> _Try it_
In the response, each entry below should appear again exactly as given.

───── Data records ─────

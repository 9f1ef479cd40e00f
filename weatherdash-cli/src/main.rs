//! Binary crate for the `weatherdash` command-line tool.
//!
//! This crate focuses on:
//! - Parsing CLI arguments
//! - Interactive configuration and the dashboard menu loop
//! - Human-friendly output formatting

use clap::Parser;
use tracing_subscriber::EnvFilter;

mod cli;
mod render;

#[tokio::main]
async fn main() -> anyhow::Result<()> {
    // A missing .env is fine; the key may live in the config file.
    let _ = dotenvy::dotenv();

    tracing_subscriber::fmt()
        .with_env_filter(
            EnvFilter::try_from_default_env().unwrap_or_else(|_| EnvFilter::new("warn")),
        )
        .with_writer(std::io::stderr)
        .init();

    let cmd = cli::Cli::parse();
    cmd.run().await
}
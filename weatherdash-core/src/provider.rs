use crate::{
    Config, FetchError,
    model::{ForecastSeries, Locator, UnitSystem, WeatherSnapshot},
    provider::openweather::OpenWeatherClient,
};
use async_trait::async_trait;
use std::fmt::Debug;

pub mod openweather;

/// Provider steps are 3 hours apart, so every 8th reading is ~24h later.
pub const FORECAST_STRIDE: usize = 8;

#[async_trait]
pub trait WeatherProvider: Send + Sync + Debug {
    /// Current conditions for `locator`, converted by the provider into `units`.
    async fn current(
        &self,
        locator: &Locator,
        units: UnitSystem,
    ) -> Result<WeatherSnapshot, FetchError>;

    /// Multi-day forecast for `locator`, already downsampled to one point per day.
    async fn forecast(
        &self,
        locator: &Locator,
        units: UnitSystem,
    ) -> Result<ForecastSeries, FetchError>;
}

/// Keep indices 0, 8, 16, ... of a 3-hourly series.
///
/// Positional, not calendar-aware: a series starting mid-day yields mid-day points.
pub fn downsample_daily<T>(readings: Vec<T>) -> Vec<T> {
    readings.into_iter().step_by(FORECAST_STRIDE).collect()
}

/// Construct the OpenWeather client from config.
pub fn provider_from_config(config: &Config) -> anyhow::Result<OpenWeatherClient> {
    let api_key = config.api_key().ok_or_else(|| {
        anyhow::anyhow!(
            "No OpenWeather API key configured.\n\
                 Hint: run `weatherdash configure` or set WEATHERDASH_API_KEY."
        )
    })?;

    let client = OpenWeatherClient::new(api_key.to_owned())?.with_base_url(&config.base_url);

    Ok(client)
}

─────

> _Result of the exercise_
repository 9f1ef479cd40e00f
filename weatherdash-cli/src/main.rs
//! Binary crate for the `weatherdash` command-line tool.
//!
//! This crate focuses on:
//! - Parsing CLI arguments
//! - Interactive configuration and the dashboard menu loop
//! - Human-friendly output formatting

use clap::Parser;
use tracing_subscriber::EnvFilter;

mod cli;
mod render;

#[tokio::main]
async fn main() -> anyhow::Result<()> {
    // A missing .env is fine; the key may live in the config file.
    let _ = dotenvy::dotenv();

    tracing_subscriber::fmt()
        .with_env_filter(
            EnvFilter::try_from_default_env().unwrap_or_else(|_| EnvFilter::new("warn")),
        )
        .with_writer(std::io::stderr)
        .init();

    let cmd = cli::Cli::parse();
    cmd.run().await
}
filename weatherdash-core/src/provider.rs
use crate::{
    Config, FetchError,
    model::{ForecastSeries, Locator, UnitSystem, WeatherSnapshot},
    provider::openweather::OpenWeatherClient,
};
use async_trait::async_trait;
use std::fmt::Debug;

pub mod openweather;

/// Provider steps are 3 hours apart, so every 8th reading is ~24h later.
pub const FORECAST_STRIDE: usize = 8;

#[async_trait]
pub trait WeatherProvider: Send + Sync + Debug {
    /// Current conditions for `locator`, converted by the provider into `units`.
    async fn current(
        &self,
        locator: &Locator,
        units: UnitSystem,
    ) -> Result<WeatherSnapshot, FetchError>;

    /// Multi-day forecast for `locator`, already downsampled to one point per day.
    async fn forecast(
        &self,
        locator: &Locator,
        units: UnitSystem,
    ) -> Result<ForecastSeries, FetchError>;
}

/// Keep indices 0, 8, 16, ... of a 3-hourly series.
///
/// Positional, not calendar-aware: a series starting mid-day yields mid-day points.
pub fn downsample_daily<T>(readings: Vec<T>) -> Vec<T> {
    readings.into_iter().step_by(FORECAST_STRIDE).collect()
}

/// Construct the OpenWeather client from config.
pub fn provider_from_config(config: &Config) -> anyhow::Result<OpenWeatherClient> {
    let api_key = config.api_key().ok_or_else(|| {
        anyhow::anyhow!(
            "No OpenWeather API key configured.\n\
                 Hint: run `weatherdash configure` or set WEATHERDASH_API_KEY."
        )
    })?;

    let client = OpenWeatherClient::new(api_key.to_owned())?.with_base_url(&config.base_url);

    Ok(client)
}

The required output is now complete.